The anger the tax collector always inspired in her came hot and sharp. “One of the beaters? I am qualified, qualified, and chosen for this mission by the King of Sicily, not by Simon, and certainly not by you.”
“Madam, I am merely concerned for your safety.”
It was too late; he would not have suggested that a man in her position go home; he had insulted her professional ability.
Adelia lapsed into Arabic, the only tongue in which she could swear freely, because Margaret had never understood it. She used phrases overheard during Mansur’s frequent quarrels with her foster parents’ Moroccan cook, the one language that could counteract the fury Sir Rowley Picot ever inspired in her. She spoke of diseased donkeys and his unnatural preference for them, of his doglike attributes, his fleas, his bowel performance, and his eating habits. She told him what he could do with his concern, an injunction again involving his bowels. Whether Picot knew what she was saying or didn’t was irrelevant; he could get the gist.

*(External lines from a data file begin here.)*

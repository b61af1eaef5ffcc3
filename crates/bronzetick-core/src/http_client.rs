use std::collections::{BTreeMap, VecDeque};
use std::fmt::{Display, Formatter};
use std::future::Future;
use std::pin::Pin;
use std::sync::{Arc, Mutex, PoisonError};

/// HTTP methods used by the fetchers and the classifier.
#[derive(Debug, Clone, Copy, PartialEq, Eq)]
pub enum HttpMethod {
    Get,
    Post,
}

/// Authentication strategy applied to outgoing HTTP requests.
#[derive(Debug, Clone, PartialEq, Eq)]
pub enum HttpAuth {
    None,
    BearerToken(String),
    Header { name: String, value: String },
}

impl HttpAuth {
    pub fn apply(&self, headers: &mut BTreeMap<String, String>) {
        match self {
            Self::None => {}
            Self::BearerToken(token) => {
                headers.insert(String::from("authorization"), format!("Bearer {token}"));
            }
            Self::Header { name, value } => {
                headers.insert(name.to_ascii_lowercase(), value.clone());
            }
        }
    }
}

/// Outgoing request. Header names are stored lowercase.
#[derive(Debug, Clone, PartialEq, Eq)]
pub struct HttpRequest {
    pub method: HttpMethod,
    pub url: String,
    pub headers: BTreeMap<String, String>,
    pub body: Option<String>,
    pub timeout_ms: u64,
}

impl HttpRequest {
    pub fn new(method: HttpMethod, url: impl Into<String>) -> Self {
        Self {
            method,
            url: url.into(),
            headers: BTreeMap::new(),
            body: None,
            timeout_ms: 10_000,
        }
    }

    pub fn get(url: impl Into<String>) -> Self {
        Self::new(HttpMethod::Get, url)
    }

    pub fn post(url: impl Into<String>) -> Self {
        Self::new(HttpMethod::Post, url)
    }

    pub fn with_header(mut self, name: impl Into<String>, value: impl Into<String>) -> Self {
        self.headers
            .insert(name.into().to_ascii_lowercase(), value.into());
        self
    }

    pub fn with_json_body(self, body: &serde_json::Value) -> Self {
        let mut request = self.with_header("content-type", "application/json");
        request.body = Some(body.to_string());
        request
    }

    pub fn with_auth(mut self, auth: &HttpAuth) -> Self {
        auth.apply(&mut self.headers);
        self
    }

    pub fn with_timeout_ms(mut self, timeout_ms: u64) -> Self {
        self.timeout_ms = timeout_ms;
        self
    }
}

#[derive(Debug, Clone, PartialEq, Eq)]
pub struct HttpResponse {
    pub status: u16,
    pub body: String,
}

impl HttpResponse {
    pub fn new(status: u16, body: impl Into<String>) -> Self {
        Self {
            status,
            body: body.into(),
        }
    }

    pub fn ok_json(body: impl Into<String>) -> Self {
        Self::new(200, body)
    }

    pub const fn is_success(&self) -> bool {
        self.status >= 200 && self.status < 300
    }
}

/// Transport-level HTTP error.
#[derive(Debug, Clone, PartialEq, Eq)]
pub struct HttpError {
    message: String,
    retryable: bool,
}

impl HttpError {
    pub fn new(message: impl Into<String>) -> Self {
        Self {
            message: message.into(),
            retryable: true,
        }
    }

    pub fn non_retryable(message: impl Into<String>) -> Self {
        Self {
            message: message.into(),
            retryable: false,
        }
    }

    pub fn message(&self) -> &str {
        &self.message
    }

    pub const fn retryable(&self) -> bool {
        self.retryable
    }
}

impl Display for HttpError {
    fn fmt(&self, f: &mut Formatter<'_>) -> std::fmt::Result {
        f.write_str(&self.message)
    }
}

impl std::error::Error for HttpError {}

/// Transport used by every fetcher and the classifier.
pub trait HttpClient: Send + Sync {
    fn execute<'a>(
        &'a self,
        request: HttpRequest,
    ) -> Pin<Box<dyn Future<Output = Result<HttpResponse, HttpError>> + Send + 'a>>;
}

/// Production transport backed by reqwest.
#[derive(Debug, Clone)]
pub struct ReqwestHttpClient {
    client: Arc<reqwest::Client>,
}

impl ReqwestHttpClient {
    pub fn new() -> Self {
        Self {
            client: Arc::new(
                reqwest::Client::builder()
                    .user_agent(concat!("bronzetick/", env!("CARGO_PKG_VERSION")))
                    .build()
                    .unwrap_or_else(|_| reqwest::Client::new()),
            ),
        }
    }

    pub fn with_client(client: reqwest::Client) -> Self {
        Self {
            client: Arc::new(client),
        }
    }
}

impl Default for ReqwestHttpClient {
    fn default() -> Self {
        Self::new()
    }
}

impl HttpClient for ReqwestHttpClient {
    fn execute<'a>(
        &'a self,
        request: HttpRequest,
    ) -> Pin<Box<dyn Future<Output = Result<HttpResponse, HttpError>> + Send + 'a>> {
        Box::pin(async move {
            let mut builder = match request.method {
                HttpMethod::Get => self.client.get(&request.url),
                HttpMethod::Post => self.client.post(&request.url),
            };

            for (name, value) in &request.headers {
                builder = builder.header(name, value);
            }
            builder = builder.timeout(std::time::Duration::from_millis(request.timeout_ms));
            if let Some(body) = request.body {
                builder = builder.body(body);
            }

            let response = builder.send().await.map_err(|e| {
                if e.is_timeout() {
                    HttpError::new(format!("request timeout: {e}"))
                } else if e.is_connect() {
                    HttpError::new(format!("connection failed: {e}"))
                } else if e.is_builder() {
                    HttpError::non_retryable(format!("invalid request: {e}"))
                } else {
                    HttpError::new(format!("request failed: {e}"))
                }
            })?;

            let status = response.status().as_u16();
            let body = response
                .text()
                .await
                .map_err(|e| HttpError::new(format!("failed to read response body: {e}")))?;

            Ok(HttpResponse { status, body })
        })
    }
}

/// Offline transport answering from canned responses.
///
/// Responses are matched by URL substring in registration order. Each
/// matching rule is consumed once, except the last rule for a given
/// substring which keeps answering. Unmatched requests get a 404. Every
/// request is recorded.
#[derive(Debug, Default)]
pub struct ScriptedHttpClient {
    rules: Mutex<VecDeque<ScriptedRule>>,
    requests: Mutex<Vec<HttpRequest>>,
}

#[derive(Debug, Clone)]
struct ScriptedRule {
    url_fragment: String,
    outcome: Result<HttpResponse, HttpError>,
}

impl ScriptedHttpClient {
    pub fn new() -> Self {
        Self::default()
    }

    pub fn respond(self, url_fragment: impl Into<String>, response: HttpResponse) -> Self {
        self.push_rule(url_fragment.into(), Ok(response))
    }

    pub fn fail(self, url_fragment: impl Into<String>, error: HttpError) -> Self {
        self.push_rule(url_fragment.into(), Err(error))
    }

    pub fn requests(&self) -> Vec<HttpRequest> {
        self.requests
            .lock()
            .unwrap_or_else(PoisonError::into_inner)
            .clone()
    }

    pub fn request_count(&self) -> usize {
        self.requests
            .lock()
            .unwrap_or_else(PoisonError::into_inner)
            .len()
    }

    fn push_rule(self, url_fragment: String, outcome: Result<HttpResponse, HttpError>) -> Self {
        self.rules
            .lock()
            .unwrap_or_else(PoisonError::into_inner)
            .push_back(ScriptedRule {
                url_fragment,
                outcome,
            });
        self
    }

    fn answer(&self, url: &str) -> Result<HttpResponse, HttpError> {
        let mut rules = self.rules.lock().unwrap_or_else(PoisonError::into_inner);
        let Some(position) = rules
            .iter()
            .position(|rule| url.contains(rule.url_fragment.as_str()))
        else {
            return Ok(HttpResponse::new(404, ""));
        };

        let fragment = rules[position].url_fragment.clone();
        let has_successor = rules
            .iter()
            .skip(position + 1)
            .any(|rule| rule.url_fragment == fragment);
        if has_successor {
            rules
                .remove(position)
                .map_or_else(|| Ok(HttpResponse::new(404, "")), |rule| rule.outcome)
        } else {
            rules[position].outcome.clone()
        }
    }
}

impl HttpClient for ScriptedHttpClient {
    fn execute<'a>(
        &'a self,
        request: HttpRequest,
    ) -> Pin<Box<dyn Future<Output = Result<HttpResponse, HttpError>> + Send + 'a>> {
        let outcome = self.answer(&request.url);
        self.requests
            .lock()
            .unwrap_or_else(PoisonError::into_inner)
            .push(request);
        Box::pin(async move { outcome })
    }
}

#[cfg(test)]
mod tests {
    use super::*;

    #[test]
    fn bearer_auth_populates_authorization_header() {
        let request = HttpRequest::post("https://example.test/chat/completions")
            .with_auth(&HttpAuth::BearerToken(String::from("token-123")));

        assert_eq!(
            request.headers.get("authorization").map(String::as_str),
            Some("Bearer token-123")
        );
    }

    #[test]
    fn custom_header_auth_preserves_name_and_value() {
        let request = HttpRequest::get("https://example.test/v2/everything").with_auth(
            &HttpAuth::Header {
                name: String::from("X-Api-Key"),
                value: String::from("demo"),
            },
        );

        assert_eq!(
            request.headers.get("x-api-key").map(String::as_str),
            Some("demo")
        );
    }

    #[tokio::test]
    async fn scripted_client_consumes_rules_in_order_and_repeats_the_last() {
        let client = ScriptedHttpClient::new()
            .respond("/chart/", HttpResponse::new(500, "first"))
            .respond("/chart/", HttpResponse::ok_json("second"));

        let first = client
            .execute(HttpRequest::get("https://x.test/chart/AAPL"))
            .await
            .expect("first");
        let second = client
            .execute(HttpRequest::get("https://x.test/chart/AAPL"))
            .await
            .expect("second");
        let third = client
            .execute(HttpRequest::get("https://x.test/chart/AAPL"))
            .await
            .expect("third");
        let unmatched = client
            .execute(HttpRequest::get("https://x.test/other"))
            .await
            .expect("unmatched");

        assert_eq!(first.body, "first");
        assert_eq!(second.body, "second");
        assert_eq!(third.body, "second");
        assert_eq!(unmatched.status, 404);
        assert_eq!(client.request_count(), 4);
    }
}
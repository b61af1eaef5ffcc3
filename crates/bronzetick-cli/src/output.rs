use serde::Serialize;
use serde_json::Value;

use crate::cli::OutputFormat;
use crate::error::CliError;

/// What a command prints on stdout.
#[derive(Debug, Clone, PartialEq, Serialize)]
pub struct CommandOutput {
    pub command: &'static str,
    pub data: Value,
    pub warnings: Vec<String>,
    /// Entity failures reported by a job; drives `--strict`.
    #[serde(skip)]
    pub failure_count: usize,
}

impl CommandOutput {
    pub fn ok(command: &'static str, data: Value) -> Self {
        Self {
            command,
            data,
            warnings: Vec::new(),
            failure_count: 0,
        }
    }

    pub fn with_warning(mut self, warning: impl Into<String>) -> Self {
        self.warnings.push(warning.into());
        self
    }

    pub fn with_warnings(mut self, warnings: Vec<String>) -> Self {
        self.warnings.extend(warnings);
        self
    }

    pub fn with_failures(mut self, failure_count: usize) -> Self {
        self.failure_count = failure_count;
        self
    }
}

pub fn render(output: &CommandOutput, format: OutputFormat, pretty: bool) -> Result<(), CliError> {
    match format {
        OutputFormat::Json => {
            let payload = if pretty {
                serde_json::to_string_pretty(output)?
            } else {
                serde_json::to_string(output)?
            };
            println!("{payload}");
        }
        OutputFormat::Table => {
            for line in table_lines(output)? {
                println!("{line}");
            }
        }
    }
    Ok(())
}

fn table_lines(output: &CommandOutput) -> Result<Vec<String>, CliError> {
    let mut lines = vec![format!("command : {}", output.command)];
    if !output.warnings.is_empty() {
        lines.push(String::from("warnings:"));
        lines.extend(output.warnings.iter().map(|warning| format!("  - {warning}")));
    }
    lines.push(String::from("data:"));
    let pretty_data = serde_json::to_string_pretty(&output.data)?;
    lines.extend(pretty_data.lines().map(|line| format!("  {line}")));
    Ok(lines)
}

#[cfg(test)]
mod tests {
    use super::*;
    use serde_json::json;

    #[test]
    fn json_output_omits_failure_count() {
        let output = CommandOutput::ok("check", json!({"version": "v1.2.2"})).with_failures(3);
        let value = serde_json::to_value(&output).expect("json");
        assert_eq!(value["command"], "check");
        assert!(value.get("failure_count").is_none());
    }

    #[test]
    fn table_lists_warnings_before_data() {
        let output = CommandOutput::ok("news", json!({"fetched": 2})).with_warning("Apple: fallback");
        let lines = table_lines(&output).expect("lines");
        assert_eq!(lines[0], "command : news");
        assert_eq!(lines[1], "warnings:");
        assert_eq!(lines[2], "  - Apple: fallback");
        assert_eq!(lines[3], "data:");
    }
}
//! Fetcher contracts shared by every provider adapter.
//!
//! | Trait | Request | Rows |
//! |-------|---------|------|
//! | [`StockBarSource`] | [`Symbol`] + [`Period`] | [`StockBar`] |
//! | [`NewsSource`] | [`NewsQuery`] | [`NewsArticle`] |
//! | [`InsiderSource`] | [`Symbol`] + [`DateWindow`] | [`InsiderTransaction`] |
//!
//! Fetchers validate input before touching the network. `Ok(vec![])` means
//! the provider had nothing for the request; it is never used to hide an
//! error.

use std::fmt::{Display, Formatter};
use std::future::Future;
use std::pin::Pin;

use serde::Serialize;
use time::Date;

use crate::domain::format_date;
use crate::http_client::{HttpError, HttpResponse};
use crate::{
    Company, InsiderTransaction, NewsArticle, Period, StockBar, Symbol, ValidationError,
};

/// Boxed future returned by fetchers and classifiers.
pub type SourceFuture<'a, T> = Pin<Box<dyn Future<Output = Result<T, SourceError>> + Send + 'a>>;

/// Fetch-level error classification.
#[derive(Debug, Clone, Copy, PartialEq, Eq, Serialize)]
#[serde(rename_all = "snake_case")]
pub enum SourceErrorKind {
    InvalidRequest,
    Unauthorized,
    RateLimited,
    Unavailable,
    Upstream,
    Malformed,
}

/// Structured error returned by fetchers and the sentiment classifier.
#[derive(Debug, Clone, PartialEq, Eq)]
pub struct SourceError {
    kind: SourceErrorKind,
    message: String,
    retryable: bool,
}

impl SourceError {
    pub fn invalid_request(message: impl Into<String>) -> Self {
        Self::new(SourceErrorKind::InvalidRequest, message, false)
    }

    pub fn unauthorized(message: impl Into<String>) -> Self {
        Self::new(SourceErrorKind::Unauthorized, message, false)
    }

    pub fn rate_limited(message: impl Into<String>) -> Self {
        Self::new(SourceErrorKind::RateLimited, message, true)
    }

    pub fn unavailable(message: impl Into<String>) -> Self {
        Self::new(SourceErrorKind::Unavailable, message, true)
    }

    /// The provider answered but reported an error of its own.
    pub fn upstream(message: impl Into<String>) -> Self {
        Self::new(SourceErrorKind::Upstream, message, false)
    }

    /// The response could not be understood.
    pub fn malformed(message: impl Into<String>) -> Self {
        Self::new(SourceErrorKind::Malformed, message, false)
    }

    fn new(kind: SourceErrorKind, message: impl Into<String>, retryable: bool) -> Self {
        Self {
            kind,
            message: message.into(),
            retryable,
        }
    }

    /// Classify a non-success HTTP status from `provider`.
    pub fn from_status(provider: &str, response: &HttpResponse) -> Self {
        match response.status {
            401 | 403 => Self::unauthorized(format!(
                "{provider} rejected the credentials (status {})",
                response.status
            )),
            429 => Self::rate_limited(format!("{provider} rate limit reached (status 429)")),
            status => Self::unavailable(format!("{provider} returned status {status}")),
        }
    }

    pub fn from_transport(provider: &str, error: &HttpError) -> Self {
        if error.retryable() {
            Self::unavailable(format!("{provider} transport error: {}", error.message()))
        } else {
            Self::invalid_request(format!("{provider} transport error: {}", error.message()))
        }
    }

    pub const fn kind(&self) -> SourceErrorKind {
        self.kind
    }

    pub fn message(&self) -> &str {
        &self.message
    }

    pub const fn retryable(&self) -> bool {
        self.retryable
    }

    pub const fn code(&self) -> &'static str {
        match self.kind {
            SourceErrorKind::InvalidRequest => "source.invalid_request",
            SourceErrorKind::Unauthorized => "source.unauthorized",
            SourceErrorKind::RateLimited => "source.rate_limited",
            SourceErrorKind::Unavailable => "source.unavailable",
            SourceErrorKind::Upstream => "source.upstream",
            SourceErrorKind::Malformed => "source.malformed",
        }
    }
}

impl Display for SourceError {
    fn fmt(&self, f: &mut Formatter<'_>) -> std::fmt::Result {
        write!(f, "{} ({})", self.message, self.code())
    }
}

impl std::error::Error for SourceError {}

impl From<ValidationError> for SourceError {
    fn from(error: ValidationError) -> Self {
        Self::invalid_request(error.to_string())
    }
}

/// Inclusive calendar-date range.
#[derive(Debug, Clone, Copy, PartialEq, Eq)]
pub struct DateWindow {
    pub from: Date,
    pub to: Date,
}

impl DateWindow {
    pub fn new(from: Date, to: Date) -> Result<Self, ValidationError> {
        if from > to {
            return Err(ValidationError::InvertedDateRange {
                from: format_date(from),
                to: format_date(to),
            });
        }
        Ok(Self { from, to })
    }

    pub fn single_day(day: Date) -> Self {
        Self { from: day, to: day }
    }
}

/// Request payload for news searches.
#[derive(Debug, Clone, PartialEq, Eq)]
pub struct NewsQuery {
    pub company: Company,
    /// Free-text search; defaults to the company name.
    pub query: String,
    /// Oldest publication date to include.
    pub from: Date,
}

impl NewsQuery {
    pub fn for_company(company: Company, from: Date) -> Self {
        let query = company.as_str().to_string();
        Self {
            company,
            query,
            from,
        }
    }

    pub fn with_query(mut self, query: impl Into<String>) -> Result<Self, ValidationError> {
        let query = query.into();
        if query.trim().is_empty() {
            return Err(ValidationError::EmptyQuery);
        }
        self.query = query.trim().to_string();
        Ok(self)
    }
}

/// Daily price history.
pub trait StockBarSource: Send + Sync {
    fn daily_bars<'a>(&'a self, ticker: &'a Symbol, period: Period) -> SourceFuture<'a, Vec<StockBar>>;
}

/// News search.
pub trait NewsSource: Send + Sync {
    fn articles<'a>(&'a self, query: &'a NewsQuery) -> SourceFuture<'a, Vec<NewsArticle>>;
}

/// Insider filings.
pub trait InsiderSource: Send + Sync {
    fn insider_transactions<'a>(
        &'a self,
        symbol: &'a Symbol,
        window: DateWindow,
    ) -> SourceFuture<'a, Vec<InsiderTransaction>>;
}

Mansur poled them out of the tunnel, grinning.
The rest of the journey passed in silence.
When they reached Old Benjamin’s house, Adelia would not let Picot accompany her to it. “Shall I take him on to the castle?” Mansur wanted to know.
“Anywhere, take him anywhere,” she said.
THE NEXT MORNING, when a water bailiff came to tell Gyltha that Simon’s corpse was being delivered to the castle, Adelia knew she had been swearing as their punt passed his body where it had floated, face down, in the Trumpington reeds.